RCS is not modern. E2EE is only an addon and it's not open. As others have mentioned it's not even available with interoperation. And it was really invented by carriers for exactly that purpose: To regain SMS/MMS revenue. But at this point here in Europe SMS usage between people had vanished anyway (except for spam and poor 2FA implementations)
And the social problems are not a technology problem, it's more a result of the harsh competitive American society. Without blue bubbles there'll be something else that kids will be bullied for. Only when the whole concept of "everyone except the #1 winner is a loser" is dropped this will disappear.
And Google didn't try to convince Apple to do this out of the goodness of their heart. Like I said most of the protocol (except the E2EE) is open but the implementation is not. It gives google even more control. You also won't be able to use it on a PC without a google account which is a big dealbreaker compared to Whatsapp and Signal. iMessage isn't a thing here in Europe anyway (neither is SMS/MMS).
iMessage isn't a thing in Europe?
No not really.
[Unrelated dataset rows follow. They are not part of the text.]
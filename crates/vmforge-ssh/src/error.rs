// ABOUTME: Error types for SSH key pair construction using thiserror.
// ABOUTME: Raised only by KeyPairBuilder::build; all KeyPair accessors are total.

use thiserror::Error;

/// Errors that can occur while building a key pair.
///
/// Only [`crate::KeyPairBuilder::build`] is fallible. A failed build yields
/// an error and no key pair, never a partially initialized value.
#[derive(Error, Debug)]
pub enum KeyPairError {
    /// The cryptographic primitive or random source failed during generation.
    #[error("failed to generate {algorithm} key pair: {source}")]
    Generate {
        algorithm: crate::KeyAlgorithm,
        #[source]
        source: ssh_key::Error,
    },

    /// Serializing the generated key material failed.
    #[error("failed to encode key pair: {0}")]
    Encode(#[source] ssh_key::Error),
}

/// Result type alias using KeyPairError.
pub type Result<T> = std::result::Result<T, KeyPairError>;
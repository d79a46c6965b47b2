// ABOUTME: Line-ending policy for rendered authorized_keys lines.
// ABOUTME: Closed enum mapping each convention to its byte suffix.

use std::fmt;

/// Line-ending convention appended to a formatted authorized_keys line.
///
/// `None` is useful when the caller embeds the line into a larger buffer,
/// `Unix` and `Windows` match the conventions of the guest OS the key is
/// being provisioned into.
#[derive(Debug, Clone, Copy, PartialEq, Eq, Hash)]
pub enum NewLine {
    /// No trailing bytes.
    None,
    /// A single line feed (`\n`).
    Unix,
    /// Carriage return followed by line feed (`\r\n`).
    Windows,
}

impl NewLine {
    /// The byte suffix this convention appends to a line.
    pub fn bytes(self) -> &'static [u8] {
        match self {
            NewLine::None => b"",
            NewLine::Unix => b"\n",
            NewLine::Windows => b"\r\n",
        }
    }
}

impl fmt::Display for NewLine {
    fn fmt(&self, f: &mut fmt::Formatter<'_>) -> fmt::Result {
        let name = match self {
            NewLine::None => "none",
            NewLine::Unix => "unix",
            NewLine::Windows => "windows",
        };
        f.write_str(name)
    }
}
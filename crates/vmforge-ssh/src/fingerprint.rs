// ABOUTME: SSH public key fingerprint computation.
// ABOUTME: Computes SHA256 fingerprints over the SSH wire-format key encoding.

use crate::error::{KeyPairError, Result};
use sha2::{Digest, Sha256};
use ssh_key::PublicKey;

/// Compute the SHA256 fingerprint of a public key (hex encoded, lowercase).
///
/// The hash is taken over the key's SSH wire-format encoding, i.e. the same
/// bytes that appear base64-encoded in an authorized_keys line. Works for any
/// algorithm the crate generates.
///
/// # Returns
/// A 64-character lowercase hex string representing the SHA256 hash.
///
/// # Errors
/// Returns `KeyPairError::Encode` if the key cannot be wire-encoded.
pub fn compute_fingerprint(public_key: &PublicKey) -> Result<String> {
    let wire_data = public_key.to_bytes().map_err(KeyPairError::Encode)?;

    let mut hasher = Sha256::new();
    hasher.update(&wire_data);
    let hash = hasher.finalize();

    Ok(hex::encode(hash))
}
// ABOUTME: SSH key pair generation and encoding for vmforge provisioning.
// ABOUTME: Builder, immutable key pair value, and authorized_keys formatting.

//! # vmforge-ssh
//!
//! SSH key pair generation and encoding for vmforge provisioning.
//!
//! This crate generates RSA or ECDSA key pairs and serializes them for
//! injection into a freshly provisioned machine: the private key as an
//! OpenSSH PEM block, the public key as an authorized_keys line under a
//! chosen line-ending convention.
//!
//! ## Example
//!
//! ```no_run
//! use vmforge_ssh::{KeyAlgorithm, KeyPairBuilder, NewLine};
//!
//! let kp = KeyPairBuilder::new()
//!     .set_type(KeyAlgorithm::Rsa)
//!     .set_name("host-a")
//!     .build()
//!     .expect("key generation should succeed");
//!
//! // "rsa 4096"
//! println!("generated {} ({})", kp.description(), kp.fingerprint());
//!
//! // Write kp.private_key_pem_block() wherever the SSH client reads it,
//! // and the formatted line into the guest's authorized_keys file.
//! let line = kp.public_key_authorized_keys_format(NewLine::Unix);
//! # let _ = line;
//! ```

mod builder;
mod error;
mod fingerprint;
mod keypair;
mod newline;

// Re-export primary types and functions
pub use builder::KeyPairBuilder;
pub use error::{KeyPairError, Result};
pub use fingerprint::compute_fingerprint;
pub use keypair::{KeyAlgorithm, KeyPair};
pub use newline::NewLine;

// Re-export ssh_key types for convenience
pub use ssh_key::PublicKey;
use std::time::Duration;

#[cfg(feature = "loom")]
pub use loom::sync::atomic::{AtomicBool, AtomicPtr, AtomicU8, AtomicUsize, Ordering};
#[cfg(not(feature = "loom"))]
pub use std::sync::atomic::{AtomicBool, AtomicPtr, AtomicU8, AtomicUsize, Ordering};

#[cfg(feature = "loom")]
pub use loom::sync::Arc;
#[cfg(not(feature = "loom"))]
pub use std::sync::Arc;

#[cfg(feature = "loom")]
pub use loom::thread;
#[cfg(not(feature = "loom"))]
pub use std::thread;

#[cfg(not(feature = "loom"))]
pub use antidote::{Mutex, MutexGuard};

#[cfg(feature = "loom")]
pub use loom::sync::MutexGuard;

#[cfg(feature = "loom")]
#[derive(Debug, Default)]
pub struct Mutex<T>(loom::sync::Mutex<T>);

#[cfg(feature = "loom")]
impl<T> Mutex<T> {
    pub fn new(t: T) -> Self {
        Self(loom::sync::Mutex::new(t))
    }

    pub fn lock(&self) -> loom::sync::MutexGuard<'_, T> {
        self.0.lock().unwrap()
    }
}

/// Condition variable with a single return shape for both backends.
///
/// `wait_timeout` reports whether the wait timed out as a plain `bool` so the
/// engine does not have to juggle two `WaitTimeoutResult` types. Under loom
/// there is no model of real time, so `wait_timeout` degenerates to `wait`;
/// loom tests must therefore only exercise the event-driven paths.
///
/// 对两种后端具有同一返回形状的条件变量。
/// `wait_timeout` 以普通 `bool` 报告是否超时，这样引擎就不必同时处理两种
/// `WaitTimeoutResult` 类型。在 loom 下没有真实时间的模型，因此
/// `wait_timeout` 退化为 `wait`；loom 测试只能走事件驱动的路径。
#[cfg(not(feature = "loom"))]
pub struct Condvar(antidote::Condvar);

#[cfg(not(feature = "loom"))]
impl Condvar {
    pub fn new() -> Self {
        Self(antidote::Condvar::new())
    }

    pub fn wait<'a, T>(&self, guard: MutexGuard<'a, T>) -> MutexGuard<'a, T> {
        self.0.wait(guard)
    }

    pub fn wait_timeout<'a, T>(
        &self,
        guard: MutexGuard<'a, T>,
        timeout: Duration,
    ) -> (MutexGuard<'a, T>, bool) {
        let (guard, result) = self.0.wait_timeout(guard, timeout);
        (guard, result.timed_out())
    }

    pub fn notify_one(&self) {
        self.0.notify_one()
    }

    pub fn notify_all(&self) {
        self.0.notify_all()
    }
}

#[cfg(feature = "loom")]
pub struct Condvar(loom::sync::Condvar);

#[cfg(feature = "loom")]
impl Condvar {
    pub fn new() -> Self {
        Self(loom::sync::Condvar::new())
    }

    pub fn wait<'a, T>(&self, guard: MutexGuard<'a, T>) -> MutexGuard<'a, T> {
        self.0.wait(guard).unwrap()
    }

    pub fn wait_timeout<'a, T>(
        &self,
        guard: MutexGuard<'a, T>,
        _timeout: Duration,
    ) -> (MutexGuard<'a, T>, bool) {
        (self.0.wait(guard).unwrap(), false)
    }

    pub fn notify_one(&self) {
        self.0.notify_one()
    }

    pub fn notify_all(&self) {
        self.0.notify_all()
    }
}

/// Spawn the engine thread for a domain.
/// 为一个域生成引擎线程。
#[cfg(not(feature = "loom"))]
pub fn spawn_engine<F>(f: F) -> thread::JoinHandle<()>
where
    F: FnOnce() + Send + 'static,
{
    thread::Builder::new()
        .name("grace-engine".to_owned())
        .spawn(f)
        .expect("failed to spawn grace engine thread")
}

#[cfg(feature = "loom")]
pub fn spawn_engine<F>(f: F) -> thread::JoinHandle<()>
where
    F: FnOnce() + Send + 'static,
{
    thread::spawn(f)
}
It's technically available but nobody uses it. Everyone is on WhatsApp. Even companies. I never get messages from contacts on SMS either (so it's not going through fallback). I think it's because iOS just isn't really that widely used here. Not used enough to have critical mass for an iOS-only messaging service.
At least in the countries I deal with in Europe (Netherlands, Spain, France, Ireland). Perhaps in UK the adoption is higher because they have more money and thus iOS usage is higher. But everyone I know is on either WhatsApp or Telegram (and sometimes but very rarely Signal). Also we are much more socially disconnected from the UK since brexit.
As a bit of added info, the reason SMS is so hated here is because providers offered paid SMS services. You could sign up for e.g. daily weather reports and you got billed for it on your phone bill. It could be up to 1-2 euro per SMS. Some countries even up to 5 as far as I remember. This service was abused a LOT by scammers who just signed people up without consent and refused to remove them. The carriers did almost nothing against this because they were raking in the euros. This caused people to be very wary of SMS. Most people I know never use it anymore. They get worried when they receive something because they are afraid they'll get charged. Which can really add up if they do it from the start of your billing cycle. So its use as iMessage fallback is also pretty nonexistent.
So this is also why I am so wary of RCS and the carriers. They have played a deplorable role in the 2000s/early 2010s. Really cashing in hard with small bundles and insane out-of-bundle charges for SMS, the pay service scams etc. It was really their cash cow. So my trust in them is forever lost, I will never trust them to provide more than just transporting neutral bits from A to B.
It's also why I will never sign a contract with telcos and always use prepay. That way they can never take more of my money than I have in credit.